[Problem description]:
Copy every record that follows, word for word.

Data extracted from a collection:

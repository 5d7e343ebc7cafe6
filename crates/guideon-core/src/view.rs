// ── View-model composition ──

use serde::Serialize;

use crate::model::{Site, SiteInvite};

/// Display row for the site management table: a site plus the invites
/// referencing it.
///
/// Joined after pagination -- only the visible page's sites pay the join
/// cost. The site never owns its invites; this row is assembled at read
/// time.
#[derive(Debug, Clone, Serialize)]
pub struct SiteWithInvites {
    #[serde(flatten)]
    pub site: Site,
    pub invites: Vec<SiteInvite>,
}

[Exercise solution]:
repository 5d7e343ebc7cafe6
filename crates/guideon-core/src/view.rs
// ── View-model composition ──

use serde::Serialize;

use crate::model::{Site, SiteInvite};

/// Display row for the site management table: a site plus the invites
/// referencing it.
///
/// Joined after pagination -- only the visible page's sites pay the join
/// cost. The site never owns its invites; this row is assembled at read
/// time.
#[derive(Debug, Clone, Serialize)]
pub struct SiteWithInvites {
    #[serde(flatten)]
    pub site: Site,
    pub invites: Vec<SiteInvite>,
}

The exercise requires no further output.